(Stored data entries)

****

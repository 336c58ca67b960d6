//! Wallet connect control
//!
//! Talks to an injected Web3 provider. A missing provider is a normal
//! condition that opens an install prompt; request failures open an error
//! modal. Neither is propagated past this component.

use crate::error::WalletError;
use async_trait::async_trait;
use std::sync::Arc;
use tokio::sync::Mutex;
use tracing::{debug, error, info};

/// Provider RPC methods used by the control
#[derive(Debug, Clone, Copy, PartialEq, Eq)]
pub enum WalletMethod {
    /// Already-authorised accounts, never prompts
    Accounts,
    /// Ask the user to authorise an account
    RequestAccounts,
}

impl WalletMethod {
    pub fn as_str(&self) -> &'static str {
        match self {
            WalletMethod::Accounts => "eth_accounts",
            WalletMethod::RequestAccounts => "eth_requestAccounts",
        }
    }
}

impl std::fmt::Display for WalletMethod {
    fn fmt(&self, f: &mut std::fmt::Formatter<'_>) -> std::fmt::Result {
        f.write_str(self.as_str())
    }
}

/// Injected wallet capability
#[async_trait]
pub trait WalletProvider: Send + Sync {
    /// Issue an account request, returning account addresses
    async fn request(&self, method: WalletMethod) -> Result<Vec<String>, WalletError>;
}

#[derive(Debug, Clone, Copy, PartialEq, Eq)]
pub enum ModalKind {
    WalletNotFound,
    ConnectionError,
}

impl ModalKind {
    pub fn title(&self) -> &'static str {
        match self {
            ModalKind::WalletNotFound => "Wallet Not Found",
            ModalKind::ConnectionError => "Connection Error",
        }
    }

    pub fn message(&self) -> &'static str {
        match self {
            ModalKind::WalletNotFound => {
                "Please install MetaMask or another Web3 wallet extension."
            }
            ModalKind::ConnectionError => "Failed to connect to wallet. Please try again.",
        }
    }
}

/// User-visible modal
#[derive(Debug, Clone, PartialEq, Eq)]
pub struct Modal {
    pub kind: ModalKind,
    pub title: String,
    pub message: String,
}

impl From<ModalKind> for Modal {
    fn from(kind: ModalKind) -> Self {
        Self {
            kind,
            title: kind.title().to_string(),
            message: kind.message().to_string(),
        }
    }
}

#[derive(Debug, Default)]
struct WalletState {
    account: Option<String>,
    connecting: bool,
    modal: Option<Modal>,
}

pub struct WalletConnect {
    provider: Option<Arc<dyn WalletProvider>>,
    state: Mutex<WalletState>,
}

impl WalletConnect {
    pub fn new(provider: Option<Arc<dyn WalletProvider>>) -> Self {
        Self {
            provider,
            state: Mutex::new(WalletState::default()),
        }
    }

    pub fn has_provider(&self) -> bool {
        self.provider.is_some()
    }

    pub async fn account(&self) -> Option<String> {
        self.state.lock().await.account.clone()
    }

    /// Label shown for the connected account
    pub async fn display_address(&self) -> Option<String> {
        self.state
            .lock()
            .await
            .account
            .as_deref()
            .map(format_address)
    }

    pub async fn is_connecting(&self) -> bool {
        self.state.lock().await.connecting
    }

    pub async fn modal(&self) -> Option<Modal> {
        self.state.lock().await.modal.clone()
    }

    /// Silent check for an already-authorised account (runs on mount)
    pub async fn check_connection(&self) -> Option<String> {
        let provider = self.provider.as_ref()?;
        match provider.request(WalletMethod::Accounts).await {
            Ok(accounts) => {
                let account = accounts.into_iter().next()?;
                debug!(account = %format_address(&account), "Wallet already connected");
                self.state.lock().await.account = Some(account.clone());
                Some(account)
            }
            Err(e) => {
                error!(error = %e, "Error checking connection");
                None
            }
        }
    }

    /// Ask the provider for an account
    ///
    /// Refused with [`WalletError::Pending`] while a request is already in flight.
    pub async fn connect(&self) -> Result<String, WalletError> {
        let Some(provider) = self.provider.as_ref() else {
            self.state.lock().await.modal = Some(ModalKind::WalletNotFound.into());
            return Err(WalletError::MissingCapability);
        };

        {
            let mut state = self.state.lock().await;
            if state.connecting {
                return Err(WalletError::Pending);
            }
            state.connecting = true;
        }

        let result = provider
            .request(WalletMethod::RequestAccounts)
            .await
            .and_then(|accounts| accounts.into_iter().next().ok_or(WalletError::NoAccounts));

        let mut state = self.state.lock().await;
        state.connecting = false;
        match result {
            Ok(account) => {
                info!(account = %format_address(&account), "Wallet connected");
                state.account = Some(account.clone());
                Ok(account)
            }
            Err(e) => {
                error!(error = %e, "Error connecting wallet");
                state.modal = Some(ModalKind::ConnectionError.into());
                Err(e)
            }
        }
    }

    /// Forget the account locally (providers have no disconnect call)
    pub async fn disconnect(&self) {
        self.state.lock().await.account = None;
    }

    pub async fn close_modal(&self) {
        self.state.lock().await.modal = None;
    }
}

/// Shorten an address to its first six and last four characters
pub fn format_address(address: &str) -> String {
    let chars: Vec<char> = address.chars().collect();
    let head: String = chars.iter().take(6).collect();
    let tail: String = chars[chars.len().saturating_sub(4)..].iter().collect();
    format!("{}...{}", head, tail)
}
//! Plane conversion operations between quantized and normalized images.

use crate::{Image, ImageError};

/// Convert a u8 plane into a f32 plane normalized to `[0, 1]`.
///
/// # Errors
///
/// Returns an error if the image sizes do not match.
pub fn convert_norm_u8_f32(src: &Image<u8, 1>, dst: &mut Image<f32, 1>) -> Result<(), ImageError> {
    if src.size() != dst.size() {
        return Err(ImageError::InvalidImageSize(
            dst.cols(),
            dst.rows(),
            src.cols(),
            src.rows(),
        ));
    }
    for (d, s) in dst.as_slice_mut().iter_mut().zip(src.as_slice().iter()) {
        *d = *s as f32 / 255.0;
    }
    Ok(())
}

/// Convert a normalized f32 plane back into a u8 plane.
///
/// Values are scaled by 255 and saturated to `[0, 255]`.
///
/// # Errors
///
/// Returns an error if the image sizes do not match.
pub fn convert_norm_f32_u8(src: &Image<f32, 1>, dst: &mut Image<u8, 1>) -> Result<(), ImageError> {
    if src.size() != dst.size() {
        return Err(ImageError::InvalidImageSize(
            dst.cols(),
            dst.rows(),
            src.cols(),
            src.rows(),
        ));
    }
    for (d, s) in dst.as_slice_mut().iter_mut().zip(src.as_slice().iter()) {
        *d = (s * 255.0).round().clamp(0.0, 255.0) as u8;
    }
    Ok(())
}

****

## Problem to work on
The answer must be an exact copy of every record above.

## Problem solution
repository 336c58ca67b960d6
//! Wallet connect control
//!
//! Talks to an injected Web3 provider. A missing provider is a normal
//! condition that opens an install prompt; request failures open an error
//! modal. Neither is propagated past this component.

use crate::error::WalletError;
use async_trait::async_trait;
use std::sync::Arc;
use tokio::sync::Mutex;
use tracing::{debug, error, info};

/// Provider RPC methods used by the control
#[derive(Debug, Clone, Copy, PartialEq, Eq)]
pub enum WalletMethod {
    /// Already-authorised accounts, never prompts
    Accounts,
    /// Ask the user to authorise an account
    RequestAccounts,
}

impl WalletMethod {
    pub fn as_str(&self) -> &'static str {
        match self {
            WalletMethod::Accounts => "eth_accounts",
            WalletMethod::RequestAccounts => "eth_requestAccounts",
        }
    }
}

impl std::fmt::Display for WalletMethod {
    fn fmt(&self, f: &mut std::fmt::Formatter<'_>) -> std::fmt::Result {
        f.write_str(self.as_str())
    }
}

/// Injected wallet capability
#[async_trait]
pub trait WalletProvider: Send + Sync {
    /// Issue an account request, returning account addresses
    async fn request(&self, method: WalletMethod) -> Result<Vec<String>, WalletError>;
}

#[derive(Debug, Clone, Copy, PartialEq, Eq)]
pub enum ModalKind {
    WalletNotFound,
    ConnectionError,
}

impl ModalKind {
    pub fn title(&self) -> &'static str {
        match self {
            ModalKind::WalletNotFound => "Wallet Not Found",
            ModalKind::ConnectionError => "Connection Error",
        }
    }

    pub fn message(&self) -> &'static str {
        match self {
            ModalKind::WalletNotFound => {
                "Please install MetaMask or another Web3 wallet extension."
            }
            ModalKind::ConnectionError => "Failed to connect to wallet. Please try again.",
        }
    }
}

/// User-visible modal
#[derive(Debug, Clone, PartialEq, Eq)]
pub struct Modal {
    pub kind: ModalKind,
    pub title: String,
    pub message: String,
}

impl From<ModalKind> for Modal {
    fn from(kind: ModalKind) -> Self {
        Self {
            kind,
            title: kind.title().to_string(),
            message: kind.message().to_string(),
        }
    }
}

#[derive(Debug, Default)]
struct WalletState {
    account: Option<String>,
    connecting: bool,
    modal: Option<Modal>,
}

pub struct WalletConnect {
    provider: Option<Arc<dyn WalletProvider>>,
    state: Mutex<WalletState>,
}

impl WalletConnect {
    pub fn new(provider: Option<Arc<dyn WalletProvider>>) -> Self {
        Self {
            provider,
            state: Mutex::new(WalletState::default()),
        }
    }

    pub fn has_provider(&self) -> bool {
        self.provider.is_some()
    }

    pub async fn account(&self) -> Option<String> {
        self.state.lock().await.account.clone()
    }

    /// Label shown for the connected account
    pub async fn display_address(&self) -> Option<String> {
        self.state
            .lock()
            .await
            .account
            .as_deref()
            .map(format_address)
    }

    pub async fn is_connecting(&self) -> bool {
        self.state.lock().await.connecting
    }

    pub async fn modal(&self) -> Option<Modal> {
        self.state.lock().await.modal.clone()
    }

    /// Silent check for an already-authorised account (runs on mount)
    pub async fn check_connection(&self) -> Option<String> {
        let provider = self.provider.as_ref()?;
        match provider.request(WalletMethod::Accounts).await {
            Ok(accounts) => {
                let account = accounts.into_iter().next()?;
                debug!(account = %format_address(&account), "Wallet already connected");
                self.state.lock().await.account = Some(account.clone());
                Some(account)
            }
            Err(e) => {
                error!(error = %e, "Error checking connection");
                None
            }
        }
    }

    /// Ask the provider for an account
    ///
    /// Refused with [`WalletError::Pending`] while a request is already in flight.
    pub async fn connect(&self) -> Result<String, WalletError> {
        let Some(provider) = self.provider.as_ref() else {
            self.state.lock().await.modal = Some(ModalKind::WalletNotFound.into());
            return Err(WalletError::MissingCapability);
        };

        {
            let mut state = self.state.lock().await;
            if state.connecting {
                return Err(WalletError::Pending);
            }
            state.connecting = true;
        }

        let result = provider
            .request(WalletMethod::RequestAccounts)
            .await
            .and_then(|accounts| accounts.into_iter().next().ok_or(WalletError::NoAccounts));

        let mut state = self.state.lock().await;
        state.connecting = false;
        match result {
            Ok(account) => {
                info!(account = %format_address(&account), "Wallet connected");
                state.account = Some(account.clone());
                Ok(account)
            }
            Err(e) => {
                error!(error = %e, "Error connecting wallet");
                state.modal = Some(ModalKind::ConnectionError.into());
                Err(e)
            }
        }
    }

    /// Forget the account locally (providers have no disconnect call)
    pub async fn disconnect(&self) {
        self.state.lock().await.account = None;
    }

    pub async fn close_modal(&self) {
        self.state.lock().await.modal = None;
    }
}

/// Shorten an address to its first six and last four characters
pub fn format_address(address: &str) -> String {
    let chars: Vec<char> = address.chars().collect();
    let head: String = chars.iter().take(6).collect();
    let tail: String = chars[chars.len().saturating_sub(4)..].iter().collect();
    format!("{}...{}", head, tail)
}
//! Plane conversion operations between quantized and normalized images.

use crate::{Image, ImageError};

/// Convert a u8 plane into a f32 plane normalized to `[0, 1]`.
///
/// # Errors
///
/// Returns an error if the image sizes do not match.
pub fn convert_norm_u8_f32(src: &Image<u8, 1>, dst: &mut Image<f32, 1>) -> Result<(), ImageError> {
    if src.size() != dst.size() {
        return Err(ImageError::InvalidImageSize(
            dst.cols(),
            dst.rows(),
            src.cols(),
            src.rows(),
        ));
    }
    for (d, s) in dst.as_slice_mut().iter_mut().zip(src.as_slice().iter()) {
        *d = *s as f32 / 255.0;
    }
    Ok(())
}

/// Convert a normalized f32 plane back into a u8 plane.
///
/// Values are scaled by 255 and saturated to `[0, 255]`.
///
/// # Errors
///
/// Returns an error if the image sizes do not match.
pub fn convert_norm_f32_u8(src: &Image<f32, 1>, dst: &mut Image<u8, 1>) -> Result<(), ImageError> {
    if src.size() != dst.size() {
        return Err(ImageError::InvalidImageSize(
            dst.cols(),
            dst.rows(),
            src.cols(),
            src.rows(),
        ));
    }
    for (d, s) in dst.as_slice_mut().iter_mut().zip(src.as_slice().iter()) {
        *d = (s * 255.0).round().clamp(0.0, 255.0) as u8;
    }
    Ok(())
}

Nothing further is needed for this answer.